Don’t Look Up is a black comedy, but you won’t laugh when you think about it.
Don’t Look Up begins with two teachers and students Randall Mindy (Leonardo DiCaprio) and Kate Dibiasky (Jennifer Lawrence) discovering a meteorite larger than the one that killed off the dinosaurs tens of millions of years ago is rushing towards Earth. Soil. After 6 months and 14 days, upon impact, this meteorite will cause a global extinction event. Randall and Kate try to convince the people and the government to trust and act together. But with a mostly useless White House, deeply divided society, hope to save the planet is slowly slipping out of hand.
Since the trailer was revealed, Don’t Look Up has shown that it is there to “comedy”. As a black comedy, and like other black comedies, Don’t Look Up is a distorted mirror of the real world, portraying our realities through lenses that hide the poignancy behind the scenes. laughter. It’s not hard to see a correlation between the movie and the real situation we live in. And if you’re American, it’s even more poignant.

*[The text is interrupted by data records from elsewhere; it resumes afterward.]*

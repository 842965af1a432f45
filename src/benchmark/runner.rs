/*!
 * Benchmark Runner
 *
 * Two-phase protocol: every allocation of the run is issued before any free.
 * Each call is timed individually; fragmentation is accounted from the block
 * size the engine reports for each successful request.
 */

use super::result::{AlgorithmResult, BenchmarkResult};
use crate::core::types::{Address, Size};
use crate::memory::{AllocatorKind, MemoryAllocator, MemoryResult, PoolAllocator};
use std::time::Instant;
use tracing::{debug, info, info_span};

/// Run the allocate-all-then-free-all protocol against any allocator
pub fn run_two_phase<A: PoolAllocator>(allocator: &mut A, sizes: &[Size]) -> BenchmarkResult {
    let mut result = BenchmarkResult::default();
    let mut allocations: Vec<Option<(Address, Size)>> = Vec::with_capacity(sizes.len());

    let run_start = Instant::now();
    let mut alloc_secs = 0.0;

    for &size in sizes {
        let start = Instant::now();
        let outcome = allocator.allocate(size);
        alloc_secs += start.elapsed().as_secs_f64();

        match outcome {
            Ok(address) => {
                result.successful_allocations += 1;
                result.requested_bytes += size;
                result.allocated_bytes += allocator.allocated_size(size).unwrap_or(size);
                allocations.push(Some((address, size)));
            }
            Err(err) => {
                debug!(size, error = %err, "Allocation failed");
                result.failed_allocations += 1;
                allocations.push(None);
            }
        }
    }

    if !sizes.is_empty() {
        result.avg_allocation_time = alloc_secs / sizes.len() as f64;
    }
    if result.requested_bytes > 0 && result.allocated_bytes > 0 {
        result.internal_fragmentation = result.allocated_bytes - result.requested_bytes;
        result.memory_efficiency =
            result.requested_bytes as f64 / result.allocated_bytes as f64 * 100.0;
    }

    let mut dealloc_secs = 0.0;
    for (address, size) in allocations.into_iter().flatten() {
        let start = Instant::now();
        allocator.free(address, size);
        dealloc_secs += start.elapsed().as_secs_f64();
    }

    if result.successful_allocations > 0 {
        result.avg_deallocation_time = dealloc_secs / result.successful_allocations as f64;
    }
    result.total_time = run_start.elapsed().as_secs_f64();
    result
}

/// Benchmark one engine over a fresh pool
pub fn benchmark_algorithm(
    kind: AllocatorKind,
    pool_size: Size,
    sizes: &[Size],
) -> MemoryResult<BenchmarkResult> {
    let span = info_span!("benchmark", algorithm = %kind, pool_size, requests = sizes.len());
    let _enter = span.enter();

    let mut allocator = MemoryAllocator::create(kind, pool_size)?;
    let result = run_two_phase(&mut allocator, sizes);
    allocator.destroy();

    info!(
        failed = result.failed_allocations,
        efficiency = result.memory_efficiency,
        internal_fragmentation = result.internal_fragmentation,
        total_time = result.total_time,
        "Benchmark complete"
    );
    Ok(result)
}

/// Benchmark both engines on the same size sequence, segregated first
pub fn compare_algorithms(pool_size: Size, sizes: &[Size]) -> MemoryResult<Vec<AlgorithmResult>> {
    AllocatorKind::ALL
        .iter()
        .map(|&kind| {
            benchmark_algorithm(kind, pool_size, sizes)
                .map(|result| AlgorithmResult::new(kind, result))
        })
        .collect()
}
/*!
 * Segregated Size-Class Allocator (McKusick-Karels)
 *
 * The pool is carved once, at creation, into fixed-size blocks for each
 * power-of-2 size class. Every class keeps a singly linked free list threaded
 * through the first 8 bytes of its free blocks.
 *
 * ## Behavior
 *
 * - **Allocation**: first class whose size covers the request; pop its list head
 * - **No fallback**: an exhausted class fails even if larger classes have room
 * - **Free**: the caller's size re-derives the class; the block is pushed back
 * - **No splitting or coalescing**: class assignment is permanent
 */

mod size_class;

use super::pool::Pool;
use super::traits::PoolAllocator;
use super::types::{AllocatorKind, AllocatorStatus, EngineDetail, MemoryError, MemoryResult};
use crate::core::types::{Address, Size};
use size_class::SizeClassTable;
use tracing::{debug, trace, warn};

/// Segregated free-list allocator over one fixed pool
#[derive(Debug)]
pub struct SegregatedAllocator {
    pool: Pool,
    classes: SizeClassTable,
    free_lists: Vec<Option<Address>>,
    carved: Vec<usize>,
    used_size: Size,
}

impl SegregatedAllocator {
    /// Build the class table and carve the pool
    pub fn new(total_size: Size) -> MemoryResult<Self> {
        if total_size == 0 {
            return Err(MemoryError::InvalidPoolSize {
                size: total_size,
                reason: "pool must not be empty",
            });
        }

        let mut pool = Pool::new(total_size)?;
        let classes = SizeClassTable::build(total_size);
        let plan = classes.carve(total_size);

        let mut free_lists = vec![None; classes.len()];
        let mut carved = Vec::with_capacity(classes.len());
        for (class_idx, blocks) in plan.iter().enumerate() {
            for &offset in blocks {
                // Carved blocks lie inside the pool, so the link write lands
                pool.write_link(offset, free_lists[class_idx]);
                free_lists[class_idx] = Some(offset);
            }
            carved.push(blocks.len());
        }

        debug!(
            total_size,
            classes = classes.len(),
            largest_class = classes.largest(),
            carved_blocks = carved.iter().sum::<usize>(),
            "Segregated allocator carved"
        );

        Ok(Self {
            pool,
            classes,
            free_lists,
            carved,
            used_size: 0,
        })
    }

    /// Class sizes in increasing order
    pub fn class_sizes(&self) -> &[Size] {
        self.classes.sizes()
    }

    pub fn class_count(&self) -> usize {
        self.classes.len()
    }

    /// Blocks carved for a class at creation
    pub fn carved_blocks(&self, class_idx: usize) -> usize {
        self.carved.get(class_idx).copied().unwrap_or(0)
    }

    /// Offsets currently on a class's free list, head first
    pub fn free_blocks(&self, class_idx: usize) -> Vec<Address> {
        let mut blocks = Vec::new();
        let mut cursor = self.free_lists.get(class_idx).copied().flatten();
        // A repeated free can make the list cyclic; never walk more nodes
        // than the pool could hold
        let limit = self.pool.len() / self.classes.sizes().first().copied().unwrap_or(1) + 1;
        while let Some(offset) = cursor {
            if blocks.len() >= limit {
                break;
            }
            blocks.push(offset);
            cursor = self.pool.read_link(offset);
        }
        blocks
    }

    pub fn used_size(&self) -> Size {
        self.used_size
    }

    pub fn total_size(&self) -> Size {
        self.pool.len()
    }

    /// Caller view of an allocated block's bytes
    pub fn data(&self, address: Address, len: Size) -> Option<&[u8]> {
        self.pool.bytes(address, len)
    }

    /// Mutable caller view of an allocated block's bytes
    pub fn data_mut(&mut self, address: Address, len: Size) -> Option<&mut [u8]> {
        self.pool.bytes_mut(address, len)
    }

    pub fn allocate(&mut self, size: Size) -> MemoryResult<Address> {
        if size == 0 {
            return Err(MemoryError::ZeroSize);
        }

        let class_idx = self
            .classes
            .class_index(size)
            .ok_or(MemoryError::ExceedsLargestClass {
                requested: size,
                largest: self.classes.largest(),
            })?;
        let class_size = self.classes.size(class_idx);

        let block = self.free_lists[class_idx].ok_or(MemoryError::ClassExhausted {
            requested: size,
            class_size,
        })?;

        self.free_lists[class_idx] = self.pool.read_link(block);
        self.used_size += class_size;

        trace!(size, class_size, address = block, "Segregated allocate");
        Ok(block)
    }

    /// Return a block to the class derived from `size`
    ///
    /// The size is trusted: a block freed with the wrong size joins the wrong
    /// class. Only a link slot outside the pool is rejected.
    pub fn free(&mut self, address: Address, size: Size) {
        let Some(class_idx) = self.classes.class_index(size) else {
            debug!(address, size, "Segregated free: no class for size, ignoring");
            return;
        };
        let class_size = self.classes.size(class_idx);

        if !self.pool.write_link(address, self.free_lists[class_idx]) {
            warn!(address, size, "Segregated free: address outside pool, ignoring");
            return;
        }
        self.free_lists[class_idx] = Some(address);
        self.used_size = self.used_size.saturating_sub(class_size);

        trace!(size, class_size, address, "Segregated free");
    }

    pub fn status(&self) -> AllocatorStatus {
        AllocatorStatus::new(
            AllocatorKind::Segregated,
            self.pool.len(),
            self.used_size,
            EngineDetail::SizeClasses(self.classes.len()),
        )
    }

    /// Class size that would serve `size`
    pub fn allocated_size(&self, size: Size) -> Option<Size> {
        if size == 0 {
            return None;
        }
        self.classes
            .class_index(size)
            .map(|class_idx| self.classes.size(class_idx))
    }
}

impl PoolAllocator for SegregatedAllocator {
    fn allocate(&mut self, size: Size) -> MemoryResult<Address> {
        SegregatedAllocator::allocate(self, size)
    }

    fn free(&mut self, address: Address, size: Size) {
        SegregatedAllocator::free(self, address, size)
    }

    fn status(&self) -> AllocatorStatus {
        SegregatedAllocator::status(self)
    }

    fn allocated_size(&self, size: Size) -> Option<Size> {
        SegregatedAllocator::allocated_size(self, size)
    }
}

The event that shakes the world today is without a doubt the Covid-19 pandemic sweeping the globe since 2020. The world has experienced many terrible epidemics, but what makes Covid-19 a miracle The events of the century are the social-political-humanitarian issues it “unearths”—issues judged to be worse than the virus itself. Don’t Look Up is clearly inspired by that. Instead of Corona, the film hurls a meteorite at Earth as a way of directly satirizing today’s world: even if you punch them in the face with meteoric truth, they’re unlikely to notice. .
The irony is evident in the film, but the sense of humor is too cruel to laugh at. Don’t Look Up doesn’t need a “drawing cake” to create a fantasy reality. Everything in the movie couldn’t be closer to reality. When a destructive event emerges, people don’t care about it. On the contrary, they ask irrelevant questions, sow doubt, and become so “allergic” to the truth that they choose to care about frivolous and superficial things, just because the truth awaits them unpleasantly. .

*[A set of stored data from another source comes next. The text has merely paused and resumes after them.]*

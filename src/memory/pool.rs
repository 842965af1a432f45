/*!
 * Pool Buffer
 * Fixed-size byte arena owned by exactly one engine
 *
 * Free-list links and buddy headers live inside the pool bytes themselves.
 * Every access to those in-band words goes through the bounds-checked
 * accessors below, so a bad offset yields `None`/`false` instead of touching
 * memory outside the buffer.
 */

use super::types::{MemoryError, MemoryResult};
use crate::core::limits::NIL_LINK;
use crate::core::types::{Address, Size};

/// Contiguous, never-resized pool buffer
#[derive(Debug)]
pub struct Pool {
    bytes: Box<[u8]>,
}

impl Pool {
    /// Reserve a zeroed pool of `size` bytes
    ///
    /// Uses a fallible reservation so an oversized pool is reported as
    /// `PoolAllocationFailed` rather than aborting the process.
    pub fn new(size: Size) -> MemoryResult<Self> {
        let mut bytes = Vec::new();
        bytes
            .try_reserve_exact(size)
            .map_err(|_| MemoryError::PoolAllocationFailed { size })?;
        bytes.resize(size, 0);
        Ok(Self {
            bytes: bytes.into_boxed_slice(),
        })
    }

    #[inline]
    pub fn len(&self) -> Size {
        self.bytes.len()
    }

    #[inline]
    pub fn is_empty(&self) -> bool {
        self.bytes.is_empty()
    }

    /// True if `[offset, offset + len)` lies inside the pool
    #[inline]
    pub fn contains(&self, offset: Address, len: Size) -> bool {
        offset
            .checked_add(len)
            .map_or(false, |end| end <= self.bytes.len())
    }

    #[inline]
    pub fn read_u32(&self, offset: Address) -> Option<u32> {
        let raw = self.bytes.get(offset..offset.checked_add(4)?)?;
        Some(u32::from_ne_bytes(raw.try_into().ok()?))
    }

    #[inline]
    pub fn write_u32(&mut self, offset: Address, value: u32) -> bool {
        match offset
            .checked_add(4)
            .and_then(|end| self.bytes.get_mut(offset..end))
        {
            Some(slot) => {
                slot.copy_from_slice(&value.to_ne_bytes());
                true
            }
            None => false,
        }
    }

    #[inline]
    pub fn read_u64(&self, offset: Address) -> Option<u64> {
        let raw = self.bytes.get(offset..offset.checked_add(8)?)?;
        Some(u64::from_ne_bytes(raw.try_into().ok()?))
    }

    #[inline]
    pub fn write_u64(&mut self, offset: Address, value: u64) -> bool {
        match offset
            .checked_add(8)
            .and_then(|end| self.bytes.get_mut(offset..end))
        {
            Some(slot) => {
                slot.copy_from_slice(&value.to_ne_bytes());
                true
            }
            None => false,
        }
    }

    /// Read an in-band free-list link
    ///
    /// `None` means end of list, or a link slot outside the pool.
    #[inline]
    pub fn read_link(&self, offset: Address) -> Option<Address> {
        match self.read_u64(offset)? {
            NIL_LINK => None,
            next => Address::try_from(next).ok(),
        }
    }

    /// Write an in-band free-list link; false if the slot is outside the pool
    #[inline]
    pub fn write_link(&mut self, offset: Address, next: Option<Address>) -> bool {
        self.write_u64(offset, next.map_or(NIL_LINK, |addr| addr as u64))
    }

    /// Caller view of `len` bytes at `offset`
    pub fn bytes(&self, offset: Address, len: Size) -> Option<&[u8]> {
        self.bytes.get(offset..offset.checked_add(len)?)
    }

    /// Mutable caller view of `len` bytes at `offset`
    pub fn bytes_mut(&mut self, offset: Address, len: Size) -> Option<&mut [u8]> {
        self.bytes.get_mut(offset..offset.checked_add(len)?)
    }
}
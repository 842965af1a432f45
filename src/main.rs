/*!
 * Allocator Benchmark - Main Entry Point
 *
 * Generates a request size sequence, runs both allocators over it, prints the
 * comparison and exports the results as CSV.
 */

use miette::Result;
use tracing::info;

use pool_allocators::benchmark::{export_csv, generate_sizes, render_comparison};
use pool_allocators::{compare_algorithms, init_tracing, BenchConfig, BenchError};

fn main() -> Result<()> {
    init_tracing();

    let config = BenchConfig::from_env()?;
    info!(
        pool_size = config.pool_size,
        allocations = config.allocations,
        min_request = config.min_request,
        max_request = config.max_request,
        seed = ?config.seed,
        "Benchmark configuration loaded"
    );

    let sizes = generate_sizes(
        config.allocations,
        config.min_request,
        config.max_request,
        config.seed,
    );

    let results = compare_algorithms(config.pool_size, &sizes).map_err(BenchError::from)?;

    if config.json_output {
        let json = serde_json::to_string_pretty(&results).map_err(BenchError::from)?;
        println!("{}", json);
    } else {
        println!("{}", render_comparison(config.pool_size, config.allocations, &results));
    }

    export_csv(&config.csv_path, &results)?;
    println!("✓ Benchmark results saved to {}", config.csv_path.display());

    Ok(())
}
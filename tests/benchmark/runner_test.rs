/*!
 * Benchmark Runner Tests
 * Two-phase accounting against both engines
 */

use pool_allocators::benchmark::{generate_sizes, run_two_phase};
use pool_allocators::memory::{AllocatorKind, MemoryAllocator, PoolAllocator};
use pool_allocators::{benchmark_algorithm, compare_algorithms};
use pretty_assertions::assert_eq;

#[test]
fn test_segregated_fragmentation_accounting() {
    let mut allocator =
        MemoryAllocator::create(AllocatorKind::Segregated, 1024).expect("Failed to create");
    // 10 -> 16, 20 -> 32, 600 has no class
    let result = run_two_phase(&mut allocator, &[10, 20, 600]);

    assert_eq!(result.successful_allocations, 2);
    assert_eq!(result.failed_allocations, 1);
    assert_eq!(result.requested_bytes, 30);
    assert_eq!(result.allocated_bytes, 48);
    assert_eq!(result.internal_fragmentation, 18);
    assert_eq!(result.external_fragmentation, 0);
    assert!((result.memory_efficiency - 62.5).abs() < 1e-9);
    // Everything was handed back
    assert_eq!(allocator.used_size(), 0);
}

#[test]
fn test_buddy_fragmentation_includes_header() {
    let mut allocator =
        MemoryAllocator::create(AllocatorKind::Buddy, 1024).expect("Failed to create");
    let result = run_two_phase(&mut allocator, &[10, 100]);

    // 10 + 16 -> 32, 100 + 16 -> 128
    assert_eq!(result.allocated_bytes, 160);
    assert_eq!(result.internal_fragmentation, 50);
    assert_eq!(allocator.status().used_size, 0);
    assert_eq!(
        allocator.as_buddy().map(|p2| p2.free_blocks(10)),
        Some(vec![0])
    );
}

#[test]
fn test_all_failures_leave_efficiency_zero() {
    let result = benchmark_algorithm(AllocatorKind::Buddy, 64, &[100, 200, 300])
        .expect("Pool should be created");
    assert_eq!(result.successful_allocations, 0);
    assert_eq!(result.failed_allocations, 3);
    assert_eq!(result.memory_efficiency, 0.0);
    assert_eq!(result.avg_deallocation_time, 0.0);
}

#[test]
fn test_compare_runs_both_engines_in_order() {
    let sizes = generate_sizes(200, 16, 4096, Some(7));
    let results = compare_algorithms(1 << 20, &sizes).expect("Comparison should run");

    let kinds: Vec<_> = results.iter().map(|r| r.algorithm).collect();
    assert_eq!(kinds, AllocatorKind::ALL.to_vec());
    for entry in &results {
        let r = &entry.result;
        assert_eq!(r.successful_allocations + r.failed_allocations, 200);
        assert!(r.memory_efficiency <= 100.0);
        assert!(r.allocated_bytes >= r.requested_bytes);
    }
}

#[test]
fn test_outcomes_are_deterministic_for_a_seed() {
    let sizes = generate_sizes(300, 16, 4096, Some(1234));
    let first = compare_algorithms(1 << 18, &sizes).expect("Comparison should run");
    let second = compare_algorithms(1 << 18, &sizes).expect("Comparison should run");

    for (a, b) in first.iter().zip(&second) {
        assert_eq!(a.result.failed_allocations, b.result.failed_allocations);
        assert_eq!(a.result.allocated_bytes, b.result.allocated_bytes);
        assert_eq!(a.result.internal_fragmentation, b.result.internal_fragmentation);
    }
}

#[test]
fn test_invalid_pool_is_an_error() {
    assert!(compare_algorithms(0, &[16]).is_err());
}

Don’t Look Up presents a harsh reality view of people in the age of technology. Having access to a wealth of data should have made it easier for the truth to come to the public, but it backfired. The society in Don’t Look Up is too divided by fake news and suspicion to voluntarily consider aspects of the claims objectively, unaffected by personal political ideologies. The consequences of it are disastrous, both in movies and in real life.

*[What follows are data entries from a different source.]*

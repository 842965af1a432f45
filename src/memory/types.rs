/*!
 * Memory Types
 * Common types for the pool allocators
 */

use crate::core::limits::{
    PRESSURE_CRITICAL_PERCENT, PRESSURE_HIGH_PERCENT, PRESSURE_MEDIUM_PERCENT,
};
use crate::core::types::Size;
use miette::Diagnostic;
use serde::{Deserialize, Serialize};
use thiserror::Error;

/// Memory operation result
pub type MemoryResult<T> = Result<T, MemoryError>;

/// Memory errors
///
/// Construction variants abort `create`; the remaining variants are the
/// expected, countable allocation failures.
#[derive(Error, Debug, Clone, PartialEq, Eq, Diagnostic)]
pub enum MemoryError {
    #[error("Invalid pool size: {size} bytes ({reason})")]
    #[diagnostic(
        code(memory::invalid_pool_size),
        help("Use a pool large enough to hold at least one block.")
    )]
    InvalidPoolSize { size: Size, reason: &'static str },

    #[error("Failed to reserve a {size} byte pool")]
    #[diagnostic(
        code(memory::pool_allocation_failed),
        help("The host could not provide the pool buffer. Try a smaller pool.")
    )]
    PoolAllocationFailed { size: Size },

    #[error("Zero-sized allocation requested")]
    #[diagnostic(code(memory::zero_size))]
    ZeroSize,

    #[error("Request of {requested} bytes exceeds the largest size class ({largest} bytes)")]
    #[diagnostic(code(memory::exceeds_largest_class))]
    ExceedsLargestClass { requested: Size, largest: Size },

    #[error("Size class {class_size} exhausted (requested {requested} bytes)")]
    #[diagnostic(
        code(memory::class_exhausted),
        help("Segregated classes never borrow from larger classes.")
    )]
    ClassExhausted { requested: Size, class_size: Size },

    #[error("Request of {requested} bytes needs order {order}, above max order {max_order}")]
    #[diagnostic(code(memory::order_too_large))]
    OrderTooLarge {
        requested: Size,
        order: u32,
        max_order: u32,
    },

    #[error("No free block at order {order} or above (requested {requested} bytes)")]
    #[diagnostic(code(memory::exhausted))]
    Exhausted { requested: Size, order: u32 },
}

impl MemoryError {
    /// True for the failures a benchmark run counts rather than aborts on
    pub fn is_allocation_failure(&self) -> bool {
        !matches!(
            self,
            MemoryError::InvalidPoolSize { .. } | MemoryError::PoolAllocationFailed { .. }
        )
    }
}

/// Allocation strategy selector
#[derive(Debug, Clone, Copy, PartialEq, Eq, Hash, Serialize, Deserialize)]
#[serde(rename_all = "snake_case")]
pub enum AllocatorKind {
    /// McKusick-Karels segregated size classes
    Segregated,
    /// Binary buddy system
    Buddy,
}

impl AllocatorKind {
    /// Both strategies, in reporting order
    pub const ALL: [AllocatorKind; 2] = [AllocatorKind::Segregated, AllocatorKind::Buddy];

    /// Long display name
    pub fn name(self) -> &'static str {
        match self {
            AllocatorKind::Segregated => "McKusick-Karels",
            AllocatorKind::Buddy => "Power-of-2 (Buddy System)",
        }
    }

    /// Short name used in tables and CSV rows
    pub fn short_name(self) -> &'static str {
        match self {
            AllocatorKind::Segregated => "McKusick-Karels",
            AllocatorKind::Buddy => "Power-of-2 (Buddy)",
        }
    }
}

impl std::fmt::Display for AllocatorKind {
    fn fmt(&self, f: &mut std::fmt::Formatter) -> std::fmt::Result {
        write!(f, "{}", self.name())
    }
}

/// Engine-specific part of a status report
#[derive(Debug, Clone, Copy, PartialEq, Eq, Serialize, Deserialize)]
#[serde(tag = "kind", content = "value", rename_all = "snake_case")]
pub enum EngineDetail {
    /// Number of size classes built at creation
    SizeClasses(usize),
    /// Largest buddy order (pool size = 2^max_order)
    MaxOrder(u32),
}

impl EngineDetail {
    /// The raw class-or-order count
    pub fn count(&self) -> usize {
        match self {
            EngineDetail::SizeClasses(n) => *n,
            EngineDetail::MaxOrder(n) => *n as usize,
        }
    }
}

impl std::fmt::Display for EngineDetail {
    fn fmt(&self, f: &mut std::fmt::Formatter) -> std::fmt::Result {
        match self {
            EngineDetail::SizeClasses(n) => write!(f, "Number of Size Classes: {}", n),
            EngineDetail::MaxOrder(n) => write!(f, "Max Order: {}", n),
        }
    }
}

/// Allocator status snapshot
#[derive(Debug, Clone, PartialEq, Serialize, Deserialize)]
pub struct AllocatorStatus {
    pub algorithm: AllocatorKind,
    pub total_size: Size,
    pub used_size: Size,
    pub free_size: Size,
    pub utilization_percent: f64,
    pub detail: EngineDetail,
}

impl AllocatorStatus {
    pub fn new(
        algorithm: AllocatorKind,
        total_size: Size,
        used_size: Size,
        detail: EngineDetail,
    ) -> Self {
        let utilization_percent = if total_size == 0 {
            0.0
        } else {
            used_size as f64 / total_size as f64 * 100.0
        };
        Self {
            algorithm,
            total_size,
            used_size,
            free_size: total_size.saturating_sub(used_size),
            utilization_percent,
            detail,
        }
    }

    pub fn memory_pressure(&self) -> MemoryPressure {
        if self.utilization_percent >= PRESSURE_CRITICAL_PERCENT {
            MemoryPressure::Critical
        } else if self.utilization_percent >= PRESSURE_HIGH_PERCENT {
            MemoryPressure::High
        } else if self.utilization_percent >= PRESSURE_MEDIUM_PERCENT {
            MemoryPressure::Medium
        } else {
            MemoryPressure::Low
        }
    }
}

impl std::fmt::Display for AllocatorStatus {
    fn fmt(&self, f: &mut std::fmt::Formatter) -> std::fmt::Result {
        writeln!(f, "=== Memory Status ===")?;
        writeln!(f, "Algorithm: {}", self.algorithm)?;
        writeln!(f, "Total Size: {} bytes", self.total_size)?;
        writeln!(f, "Used Size: {} bytes", self.used_size)?;
        writeln!(f, "Free Size: {} bytes", self.free_size)?;
        writeln!(f, "Utilization: {:.2}%", self.utilization_percent)?;
        writeln!(f, "{}", self.detail)?;
        write!(f, "====================")
    }
}

/// Memory pressure levels
#[derive(Debug, Clone, Copy, PartialEq, Eq, Serialize, Deserialize)]
pub enum MemoryPressure {
    Low,
    Medium,
    High,
    Critical,
}

impl std::fmt::Display for MemoryPressure {
    fn fmt(&self, f: &mut std::fmt::Formatter) -> std::fmt::Result {
        match self {
            MemoryPressure::Low => write!(f, "LOW"),
            MemoryPressure::Medium => write!(f, "MEDIUM"),
            MemoryPressure::High => write!(f, "HIGH"),
            MemoryPressure::Critical => write!(f, "CRITICAL"),
        }
    }
}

Overall, the script of Don’t Look Up is quite simple, but completely unpredictable, or the ending is too obvious, only we can still hope it is a movie that follows the typical formula, or embracing human expectations here, and in real life, nature is more intelligent and “enlightened” to something, there’s a chance the movie has a happy ending, to ease the discomfort the movie has slowly spread into the audience. The answer couldn’t be darker. And it was the right decision. Don’t Look Up thus preserves its poignant irony to the end, while perfecting the message it’s aiming for.
Bringing together some of Hollywood’s best faces is a great thing for Don’t Look Up . Star power completely anchors the film with its straight-forward plot with a lack of humour. Quality acting is undisputed here, which also partly compensates for the film’s spreading pacing. Many times Don’t Look Up doesn’t make watching a movie pleasant, sometimes it makes viewers find its story too long and not very exciting. In those moments, faces like DiCaprio, Lawrence, Meryl Streep, Cate Blanchet… make everything so much better.
Although the premise of Don’t Look Up is very gloomy, there are still rare rays of light in it. Besides useless politicians, a tech billionaire hybrid between Elon Musk and Joe Biden, the media that pursues shocking values and those who believe in conspiracy theories instead of science, black comedy project director Adam McKay still highlights the only thing that matters in its darkest hour: the bond of people and family.
In short, Don’t Look Up doesn’t have much to complain about, nor is it really picky about viewers. And if you’re patient, you’ll still have a pretty good movie with a bit of cynical humor and brutal irony.